PROBLEM TO SOLVE → Exact copies of all the records below should be returned.

DATA SUPPLIED →
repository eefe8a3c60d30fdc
mod common;
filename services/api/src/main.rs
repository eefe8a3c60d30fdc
use coparent_plan_api::run;

#[tokio::main]
async fn main() {
    if let Err(err) = run().await {
        eprintln!("application error: {err}");
        std::process::exit(1);
    }
}
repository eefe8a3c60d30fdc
//! Support-range estimation for the co-parenting plan builder.
//!
//! The estimator is a pure function over a validated household snapshot. The
//! surrounding modules adapt it to the places it is called from: the web form
//! (`intake`), bulk CSV exports (`batch`), and HTTP (`router`).

pub mod batch;
pub mod domain;
mod engine;
pub(crate) mod factors;
pub mod intake;
pub mod router;
pub mod schedule;

#[cfg(test)]
mod tests;

pub use batch::{BatchError, BatchEstimator, BatchOutcome, RowOutcome};
pub use domain::{
    CustodySplit, EstimateDetails, EstimateInput, EstimateResult, IncomeSplit, PayingParent,
    SupportRange, NIGHTS_PER_YEAR,
};
pub use engine::{estimate, EstimateError};
pub use intake::{FormValue, IntakeError, SupportEstimateForm};
pub use router::support_router;
pub use schedule::ChildMultiplier;
use crate::config::ConfigError;
use crate::support::{BatchError, EstimateError, IntakeError};
use crate::telemetry::TelemetryError;
use axum::extract::rejection::JsonRejection;
use axum::http::StatusCode;
use axum::response::{IntoResponse, Response};
use axum::Json;
use serde_json::json;
use std::fmt;

#[derive(Debug)]
pub enum AppError {
    Config(ConfigError),
    Telemetry(TelemetryError),
    Io(std::io::Error),
    Server(axum::Error),
    Payload(JsonRejection),
    Intake(IntakeError),
    Estimate(EstimateError),
    Batch(BatchError),
}

impl fmt::Display for AppError {
    fn fmt(&self, f: &mut fmt::Formatter<'_>) -> fmt::Result {
        match self {
            AppError::Config(err) => write!(f, "configuration error: {}", err),
            AppError::Telemetry(err) => write!(f, "telemetry error: {}", err),
            AppError::Io(err) => write!(f, "io error: {}", err),
            AppError::Server(err) => write!(f, "server error: {}", err),
            AppError::Payload(err) => write!(f, "invalid request body: {}", err.body_text()),
            AppError::Intake(err) => write!(f, "invalid estimate input: {}", err),
            // Shown verbatim to the person filling in the form.
            AppError::Estimate(err) => write!(f, "{}", err),
            AppError::Batch(err) => write!(f, "batch error: {}", err),
        }
    }
}

impl std::error::Error for AppError {
    fn source(&self) -> Option<&(dyn std::error::Error + 'static)> {
        match self {
            AppError::Config(err) => Some(err),
            AppError::Telemetry(err) => Some(err),
            AppError::Io(err) => Some(err),
            AppError::Server(err) => Some(err),
            AppError::Payload(err) => Some(err),
            AppError::Intake(err) => Some(err),
            AppError::Estimate(err) => Some(err),
            AppError::Batch(err) => Some(err),
        }
    }
}

impl IntoResponse for AppError {
    fn into_response(self) -> Response {
        let status = match self {
            AppError::Estimate(_) => StatusCode::UNPROCESSABLE_ENTITY,
            AppError::Payload(_) | AppError::Intake(_) | AppError::Batch(_) => {
                StatusCode::BAD_REQUEST
            }
            AppError::Config(_)
            | AppError::Telemetry(_)
            | AppError::Io(_)
            | AppError::Server(_) => StatusCode::INTERNAL_SERVER_ERROR,
        };

        let body = match &self {
            AppError::Intake(err) => Json(json!({
                "error": err.to_string(),
                "field": err.field(),
            })),
            _ => Json(json!({ "error": self.to_string() })),
        };
        (status, body).into_response()
    }
}

impl From<ConfigError> for AppError {
    fn from(value: ConfigError) -> Self {
        Self::Config(value)
    }
}

impl From<TelemetryError> for AppError {
    fn from(value: TelemetryError) -> Self {
        Self::Telemetry(value)
    }
}

impl From<std::io::Error> for AppError {
    fn from(value: std::io::Error) -> Self {
        Self::Io(value)
    }
}

impl From<axum::Error> for AppError {
    fn from(value: axum::Error) -> Self {
        Self::Server(value)
    }
}

impl From<JsonRejection> for AppError {
    fn from(value: JsonRejection) -> Self {
        Self::Payload(value)
    }
}

impl From<IntakeError> for AppError {
    fn from(value: IntakeError) -> Self {
        Self::Intake(value)
    }
}

impl From<EstimateError> for AppError {
    fn from(value: EstimateError) -> Self {
        Self::Estimate(value)
    }
}

impl From<BatchError> for AppError {
    fn from(value: BatchError) -> Self {
        Self::Batch(value)
    }
}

RESULT OF THIS EXERCISE →
repository eefe8a3c60d30fdc
mod common;
filename services/api/src/main.rs
repository eefe8a3c60d30fdc
use coparent_plan_api::run;

#[tokio::main]
async fn main() {
    if let Err(err) = run().await {
        eprintln!("application error: {err}");
        std::process::exit(1);
    }
}
repository eefe8a3c60d30fdc
//! Support-range estimation for the co-parenting plan builder.
//!
//! The estimator is a pure function over a validated household snapshot. The
//! surrounding modules adapt it to the places it is called from: the web form
//! (`intake`), bulk CSV exports (`batch`), and HTTP (`router`).

pub mod batch;
pub mod domain;
mod engine;
pub(crate) mod factors;
pub mod intake;
pub mod router;
pub mod schedule;

#[cfg(test)]
mod tests;

pub use batch::{BatchError, BatchEstimator, BatchOutcome, RowOutcome};
pub use domain::{
    CustodySplit, EstimateDetails, EstimateInput, EstimateResult, IncomeSplit, PayingParent,
    SupportRange, NIGHTS_PER_YEAR,
};
pub use engine::{estimate, EstimateError};
pub use intake::{FormValue, IntakeError, SupportEstimateForm};
pub use router::support_router;
pub use schedule::ChildMultiplier;
use crate::config::ConfigError;
use crate::support::{BatchError, EstimateError, IntakeError};
use crate::telemetry::TelemetryError;
use axum::extract::rejection::JsonRejection;
use axum::http::StatusCode;
use axum::response::{IntoResponse, Response};
use axum::Json;
use serde_json::json;
use std::fmt;

#[derive(Debug)]
pub enum AppError {
    Config(ConfigError),
    Telemetry(TelemetryError),
    Io(std::io::Error),
    Server(axum::Error),
    Payload(JsonRejection),
    Intake(IntakeError),
    Estimate(EstimateError),
    Batch(BatchError),
}

impl fmt::Display for AppError {
    fn fmt(&self, f: &mut fmt::Formatter<'_>) -> fmt::Result {
        match self {
            AppError::Config(err) => write!(f, "configuration error: {}", err),
            AppError::Telemetry(err) => write!(f, "telemetry error: {}", err),
            AppError::Io(err) => write!(f, "io error: {}", err),
            AppError::Server(err) => write!(f, "server error: {}", err),
            AppError::Payload(err) => write!(f, "invalid request body: {}", err.body_text()),
            AppError::Intake(err) => write!(f, "invalid estimate input: {}", err),
            // Shown verbatim to the person filling in the form.
            AppError::Estimate(err) => write!(f, "{}", err),
            AppError::Batch(err) => write!(f, "batch error: {}", err),
        }
    }
}

impl std::error::Error for AppError {
    fn source(&self) -> Option<&(dyn std::error::Error + 'static)> {
        match self {
            AppError::Config(err) => Some(err),
            AppError::Telemetry(err) => Some(err),
            AppError::Io(err) => Some(err),
            AppError::Server(err) => Some(err),
            AppError::Payload(err) => Some(err),
            AppError::Intake(err) => Some(err),
            AppError::Estimate(err) => Some(err),
            AppError::Batch(err) => Some(err),
        }
    }
}

impl IntoResponse for AppError {
    fn into_response(self) -> Response {
        let status = match self {
            AppError::Estimate(_) => StatusCode::UNPROCESSABLE_ENTITY,
            AppError::Payload(_) | AppError::Intake(_) | AppError::Batch(_) => {
                StatusCode::BAD_REQUEST
            }
            AppError::Config(_)
            | AppError::Telemetry(_)
            | AppError::Io(_)
            | AppError::Server(_) => StatusCode::INTERNAL_SERVER_ERROR,
        };

        let body = match &self {
            AppError::Intake(err) => Json(json!({
                "error": err.to_string(),
                "field": err.field(),
            })),
            _ => Json(json!({ "error": self.to_string() })),
        };
        (status, body).into_response()
    }
}

impl From<ConfigError> for AppError {
    fn from(value: ConfigError) -> Self {
        Self::Config(value)
    }
}

impl From<TelemetryError> for AppError {
    fn from(value: TelemetryError) -> Self {
        Self::Telemetry(value)
    }
}

impl From<std::io::Error> for AppError {
    fn from(value: std::io::Error) -> Self {
        Self::Io(value)
    }
}

impl From<axum::Error> for AppError {
    fn from(value: axum::Error) -> Self {
        Self::Server(value)
    }
}

impl From<JsonRejection> for AppError {
    fn from(value: JsonRejection) -> Self {
        Self::Payload(value)
    }
}

impl From<IntakeError> for AppError {
    fn from(value: IntakeError) -> Self {
        Self::Intake(value)
    }
}

impl From<EstimateError> for AppError {
    fn from(value: EstimateError) -> Self {
        Self::Estimate(value)
    }
}

impl From<BatchError> for AppError {
    fn from(value: BatchError) -> Self {
        Self::Batch(value)
    }
}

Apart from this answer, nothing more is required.